February 8, 2026
How does housing affect access to healthcare services?
26/9/2025
February 20, 2026

Healthcare in the Netherlands is often described as universal and accessible, which creates the impression that it exists independently of where or how you live. For newcomers and even long-term residents, it can be surprising to discover how closely healthcare is linked to housing. The connection is not obvious at first, but it becomes clear when routine tasks such as registering with a doctor or receiving official correspondence depend directly on having a registered address.
Registration anchors access to healthcare
Access to healthcare starts with formal registration in the municipal system. This registration confirms your address and creates the administrative foundation that healthcare providers rely on. Without it, many processes remain provisional. You may technically be entitled to care, but the system cannot easily place you within it. Housing, through registration, becomes the anchor that connects you to healthcare records and providers.
Primary care in the Netherlands is organized geographically. General practitioners serve defined catchment areas, and registration with a practice is usually limited to people living nearby. This structure makes care more personal and manageable, but it also means that your address determines which doctors you can approach. Until housing is settled and registered, access to a regular GP remains uncertain.

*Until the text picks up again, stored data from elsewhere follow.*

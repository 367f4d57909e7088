//! gluon node agent
//!
//! Runs on every fleet machine. Enrolls once, then loops forever:
//! heartbeating and dispatching admin commands, reconciling WireGuard/FRR/SSH
//! state, and arbitrating the node's role in the Kubernetes cluster.

use std::time::Duration;

use anyhow::Result;
use gluon_node_agent::{config::Config, enroll, heartbeat, kubernetes::KubernetesAgent, reconciler::Reconciler, ControlPlaneClient};
use tokio::sync::watch;
use tracing::{error, info, warn};
use tracing_subscriber::{layer::SubscriberExt, util::SubscriberInitExt, EnvFilter};

#[tokio::main]
async fn main() -> Result<()> {
    let mut config = Config::from_env()?;

    tracing_subscriber::registry()
        .with(EnvFilter::try_from_default_env().unwrap_or_else(|_| config.log_level.clone().into()))
        .with(tracing_subscriber::fmt::layer().json())
        .init();

    info!("starting gluon node agent");
    info!(control_plane_url = %config.control_plane_url, hostname = %config.hostname, "configuration loaded");

    let mut client = ControlPlaneClient::new(&config);

    enroll::ensure_enrolled(&mut config, &mut client).await?;
    info!(node_id = ?config.enrollment.node_id, "enrollment complete");

    let (shutdown_tx, shutdown_rx) = watch::channel(false);

    let heartbeat_interval = Duration::from_secs(config.heartbeat_interval_secs);
    let heartbeat_client = ControlPlaneClient::new(&config);
    let heartbeat_handle = tokio::spawn({
        let shutdown_rx = shutdown_rx.clone();
        async move {
            heartbeat::run(&heartbeat_client, heartbeat_interval, shutdown_rx).await;
        }
    });

    let reconciler = Reconciler::new(config.data_dir.clone());
    let reconciler_client = ControlPlaneClient::new(&config);
    let reconciler_handle = tokio::spawn({
        let mut shutdown_rx = shutdown_rx.clone();
        async move {
            run_reconcile_loop(&reconciler, &reconciler_client, &mut shutdown_rx).await;
        }
    });

    let kubernetes_client = ControlPlaneClient::new(&config);
    let kubernetes_handle = tokio::spawn({
        let mut shutdown_rx = shutdown_rx.clone();
        async move {
            run_kubernetes_loop(&kubernetes_client, &mut shutdown_rx).await;
        }
    });

    tokio::select! {
        _ = tokio::signal::ctrl_c() => {
            info!("received shutdown signal");
        }
        result = heartbeat_handle => {
            if let Err(e) = result {
                error!(error = %e, "heartbeat task panicked");
            }
        }
    }

    let _ = shutdown_tx.send(true);

    info!("waiting for workers to shut down...");
    let shutdown_timeout = Duration::from_secs(10);
    if tokio::time::timeout(shutdown_timeout, reconciler_handle).await.is_err() {
        warn!("reconciler loop did not shut down in time");
    }
    if tokio::time::timeout(shutdown_timeout, kubernetes_handle).await.is_err() {
        warn!("kubernetes loop did not shut down in time");
    }

    info!("node agent shutdown complete");
    Ok(())
}

async fn run_reconcile_loop(reconciler: &Reconciler, client: &ControlPlaneClient, shutdown: &mut watch::Receiver<bool>) {
    const RECONCILE_INTERVAL: Duration = Duration::from_secs(60);
    info!("starting config reconcile loop");
    let mut ticker = tokio::time::interval(RECONCILE_INTERVAL);

    loop {
        tokio::select! {
            _ = ticker.tick() => {
                if let Err(e) = reconciler.reconcile_once(client).await {
                    warn!(error = %e, "config reconcile pass failed");
                }
            }
            _ = shutdown.changed() => {
                if *shutdown.borrow() {
                    info!("config reconcile loop shutting down");
                    break;
                }
            }
        }
    }
}

async fn run_kubernetes_loop(client: &ControlPlaneClient, shutdown: &mut watch::Receiver<bool>) {
    const SYNC_INTERVAL: Duration = Duration::from_secs(30);
    info!("starting kubernetes sync loop");
    let mut agent = KubernetesAgent::new();
    let mut ticker = tokio::time::interval(SYNC_INTERVAL);

    loop {
        tokio::select! {
            _ = ticker.tick() => {
                if let Err(e) = agent.sync(client).await {
                    warn!(error = %e, "kubernetes sync pass failed");
                }
            }
            _ = shutdown.changed() => {
                if *shutdown.borrow() {
                    info!("kubernetes sync loop shutting down");
                    break;
                }
            }
        }
    }
}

Health insurance depends on address stability
Health insurance policies require a registered address for full activation and correspondence. Premiums, reimbursements, and official notices are all tied to this information. While temporary solutions may exist, long-term coverage assumes a stable address. Housing therefore becomes a prerequisite not just for medical visits, but for the administrative side of healthcare that keeps everything functioning smoothly.
Despite digitalization, healthcare still relies heavily on written communication. Appointment letters, referrals, and billing information are often sent by post. A registered address ensures that this communication reaches you reliably. Without it, important information can be delayed or lost, which affects continuity of care. Housing provides the certainty that allows healthcare communication to function.

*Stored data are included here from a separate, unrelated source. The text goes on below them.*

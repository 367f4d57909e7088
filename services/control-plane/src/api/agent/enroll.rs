//! Two-phase enrollment: a node submits a request, an operator approves it
//! out of band via the admin surface, then the node polls with its
//! enrollment secret until the approval (and its one-time API key) appears.

use std::net::SocketAddr;

use axum::extract::ConnectInfo;
use axum::{extract::State, Json};
use serde::{Deserialize, Serialize};

use crate::api::error::ApiError;
use crate::enrollment::{self, credential_hash_index, verify_credential};
use crate::events::{self, ACTOR_SYSTEM};
use crate::models::{EnrollmentRequestRow, EnrollmentStatus, NodeRole};
use crate::state::AppState;

#[derive(Debug, Deserialize)]
pub struct EnrollRequest {
    pub hostname: String,
    pub provider: String,
    pub os: String,
    pub desired_role: NodeRole,
}

#[derive(Debug, Serialize)]
pub struct EnrollResponse {
    pub request_id: i64,
    pub enrollment_secret: String,
    pub status: EnrollmentStatus,
}

pub async fn enroll(
    State(state): State<AppState>,
    ConnectInfo(addr): ConnectInfo<SocketAddr>,
    Json(body): Json<EnrollRequest>,
) -> Result<Json<EnrollResponse>, ApiError> {
    if body.hostname.trim().is_empty() || body.provider.trim().is_empty() || body.os.trim().is_empty() {
        return Err(ApiError::bad_request("invalid_request", "hostname, provider, and os are required"));
    }

    let pool = state.db().pool();
    let caller_ip = addr.ip().to_string();

    let already_enrolled: Option<i64> = sqlx::query_scalar(
        r#"SELECT id FROM nodes WHERE hostname = $1 AND status != 'decommissioned'"#,
    )
    .bind(&body.hostname)
    .fetch_optional(pool)
    .await?;
    if already_enrolled.is_some() {
        return Err(ApiError::conflict("duplicate_enrollment", "a node with this hostname is already enrolled"));
    }

    let duplicate_ip: Option<i64> = sqlx::query_scalar(
        r#"SELECT id FROM nodes WHERE public_address = $1 AND status != 'decommissioned'"#,
    )
    .bind(&caller_ip)
    .fetch_optional(pool)
    .await?;
    if duplicate_ip.is_some() {
        return Err(ApiError::conflict("duplicate_enrollment", "a node from this address is already enrolled"));
    }

    let pending_from_ip: Option<i64> = sqlx::query_scalar(
        r#"SELECT id FROM enrollment_requests WHERE public_address = $1 AND status = 'pending'"#,
    )
    .bind(&caller_ip)
    .fetch_optional(pool)
    .await?;
    if pending_from_ip.is_some() {
        return Err(ApiError::conflict("duplicate_enrollment", "a pending request from this address already exists"));
    }

    let secret = enrollment::generate_enrollment_secret()
        .map_err(|e| ApiError::internal("internal_error", e.to_string()))?;

    let row = sqlx::query_as::<_, EnrollmentRequestRow>(
        r#"
        INSERT INTO enrollment_requests
            (hostname, provider, os, desired_role, secret_hash, secret_hash_index, status, public_address)
        VALUES ($1, $2, $3, $4, $5, $6, 'pending', $7)
        RETURNING id, hostname, provider, os, desired_role, secret_hash, secret_hash_index, status,
                  node_id, api_key_delivered, public_address, created_at, updated_at
        "#,
    )
    .bind(&body.hostname)
    .bind(&body.provider)
    .bind(&body.os)
    .bind(body.desired_role)
    .bind(&secret.hash)
    .bind(&secret.hash_index)
    .bind(&caller_ip)
    .fetch_one(pool)
    .await?;

    events::record_event(
        pool,
        ACTOR_SYSTEM,
        "enrollment.submitted",
        serde_json::json!({
            "request_id": row.id,
            "hostname": row.hostname,
            "public_address": caller_ip,
        }),
    )
    .await;

    Ok(Json(EnrollResponse {
        request_id: row.id,
        enrollment_secret: secret.plaintext,
        status: row.status,
    }))
}

#[derive(Debug, Deserialize)]
pub struct EnrollStatusRequest {
    pub request_id: i64,
    pub enrollment_secret: String,
}

#[derive(Debug, Serialize)]
pub struct EnrollStatusResponse {
    pub status: EnrollmentStatus,
    #[serde(skip_serializing_if = "Option::is_none")]
    pub node_id: Option<i64>,
    #[serde(skip_serializing_if = "Option::is_none")]
    pub api_key: Option<String>,
}

pub async fn enroll_status(
    State(state): State<AppState>,
    Json(body): Json<EnrollStatusRequest>,
) -> Result<Json<EnrollStatusResponse>, ApiError> {
    if !enrollment::is_well_formed_enrollment_secret(&body.enrollment_secret) {
        return Err(ApiError::unauthorized("unauthorized", "invalid enrollment secret"));
    }

    let pool = state.db().pool();
    let unauthorized = || ApiError::unauthorized("unauthorized", "invalid enrollment secret");

    let row = sqlx::query_as::<_, EnrollmentRequestRow>(
        r#"SELECT id, hostname, provider, os, desired_role, secret_hash, secret_hash_index, status,
                  node_id, api_key_delivered, public_address, created_at, updated_at
           FROM enrollment_requests WHERE id = $1"#,
    )
    .bind(body.request_id)
    .fetch_optional(pool)
    .await?
    .ok_or_else(unauthorized)?;

    // Defense in depth: the index narrows the search, but a differing index
    // for the id we looked up by primary key already means a wrong secret.
    if credential_hash_index(&body.enrollment_secret) != row.secret_hash_index
        || !verify_credential(&body.enrollment_secret, &row.secret_hash)
    {
        return Err(unauthorized());
    }

    match row.status {
        EnrollmentStatus::Pending => Ok(Json(EnrollStatusResponse {
            status: EnrollmentStatus::Pending,
            node_id: None,
            api_key: None,
        })),
        EnrollmentStatus::Rejected => Ok(Json(EnrollStatusResponse {
            status: EnrollmentStatus::Rejected,
            node_id: None,
            api_key: None,
        })),
        EnrollmentStatus::Approved => {
            let node_id = row.node_id.expect("approved enrollment always has a node_id");

            let claimed = sqlx::query(
                r#"UPDATE enrollment_requests SET api_key_delivered = true, updated_at = now()
                   WHERE id = $1 AND api_key_delivered = false"#,
            )
            .bind(row.id)
            .execute(pool)
            .await?;

            if claimed.rows_affected() == 0 {
                // Already handed out once; never re-issue the key.
                return Ok(Json(EnrollStatusResponse {
                    status: EnrollmentStatus::Approved,
                    node_id: Some(node_id),
                    api_key: None,
                }));
            }

            let issued = enrollment::generate_api_key()
                .map_err(|e| ApiError::internal("internal_error", e.to_string()))?;
            sqlx::query(
                r#"INSERT INTO api_keys (node_id, key_hash, key_hash_index) VALUES ($1, $2, $3)"#,
            )
            .bind(node_id)
            .bind(&issued.hash)
            .bind(&issued.hash_index)
            .execute(pool)
            .await?;

            Ok(Json(EnrollStatusResponse {
                status: EnrollmentStatus::Approved,
                node_id: Some(node_id),
                api_key: Some(issued.plaintext),
            }))
        }
    }
}

#[cfg(test)]
mod tests {
    use super::*;

    #[test]
    fn enroll_response_serializes_request_id_as_number() {
        let response = EnrollResponse {
            request_id: 42,
            enrollment_secret: "es_abc".into(),
            status: EnrollmentStatus::Pending,
        };
        let json = serde_json::to_value(&response).unwrap();
        assert_eq!(json["request_id"], serde_json::json!(42));
    }

    #[test]
    fn status_response_omits_api_key_when_absent() {
        let response = EnrollStatusResponse {
            status: EnrollmentStatus::Approved,
            node_id: Some(7),
            api_key: None,
        };
        let json = serde_json::to_value(&response).unwrap();
        assert!(!json.as_object().unwrap().contains_key("api_key"));
    }
}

Changing addresses requires updating care networks
When people move, healthcare arrangements often need to be updated. Registering a new address triggers changes in GP eligibility and sometimes specialist referrals. This reinforces the idea that healthcare follows housing rather than the other way around. Stability in residence supports continuity in care, while frequent moves create administrative friction.
Emergency healthcare is accessible regardless of housing status, which can mask the importance of registration. Routine and preventive care, however, operate differently. Registering with a GP, accessing referrals, and managing long-term conditions all assume stable housing. The distinction between emergency and ongoing care explains why healthcare feels both accessible and restricted at the same time.

Vulnerable groups experience the link more strongly
For people in temporary or unstable housing, the connection between healthcare and housing becomes more visible. Delays in registration, difficulty registering with a GP, and gaps in communication all affect access. These challenges highlight how healthcare systems are built around the assumption of stable residence, even when that assumption does not always hold in practice.
Moving is disruptive not just logistically, but medically. Appointments need to be rescheduled, records transferred, and new providers found. Each transition introduces friction. When moves happen frequently, healthcare becomes fragmented. The tie between housing and healthcare becomes most apparent during these periods of change.
Digital systems still rely on physical addresses
Even as healthcare becomes more digital, physical addresses remain central. Online portals, patient records, and insurance databases all use address information as a core identifier. Digital access does not replace the need for registration; it depends on it. Housing continues to serve as the fixed point around which digital healthcare systems operate.
Preventive care, follow-up appointments, and long-term treatment plans all assume that patients remain within reach of the same healthcare network. This assumption simplifies care delivery, but it also binds healthcare to housing. When stability is lacking, the system becomes harder to navigate, not because care is denied, but because continuity is harder to maintain.
The emotional impact of delayed access
Delays in healthcare access due to housing issues create stress that extends beyond administrative issues. Uncertainty around care affects well-being, especially for those managing ongoing conditions. The emotional weight of feeling “not yet fully in the system” adds to the pressure of settling in. Housing stability provides reassurance not just practically, but psychologically.
Many people come from systems where healthcare is tied to employment, citizenship, or insurance alone. In comparison, the Dutch system’s reliance on address registration feels unexpected. The difference lies in how care is organized locally rather than centrally. Understanding this helps explain why housing plays such a central role.

The system prioritizes continuity over flexibility
By linking healthcare to housing, the system prioritizes continuity and local responsibility. This design supports strong primary care, but it reduces flexibility for those in transition. The trade-off becomes visible for newcomers, renters, and people who move frequently. The system works well when stability is present and feels restrictive when it is not.
Housing as the gateway to full participation
Housing is more than shelter in this context; it is the gateway to full participation in social systems. Healthcare is one of the most important of these systems. Registering an address signals that you are part of a local community, and healthcare access follows that signal. The connection is administrative rather than moral, but its effects are very real.
Recognizing why healthcare ties to housing does not remove the requirement, but it changes how it is experienced. The connection is not arbitrary; it reflects how care is organized and delivered. Understanding this reduces the sense that access is being withheld unfairly. In a transition already full of dependencies, clarity about this link can make the process of settling in feel more manageable, even when delays remain.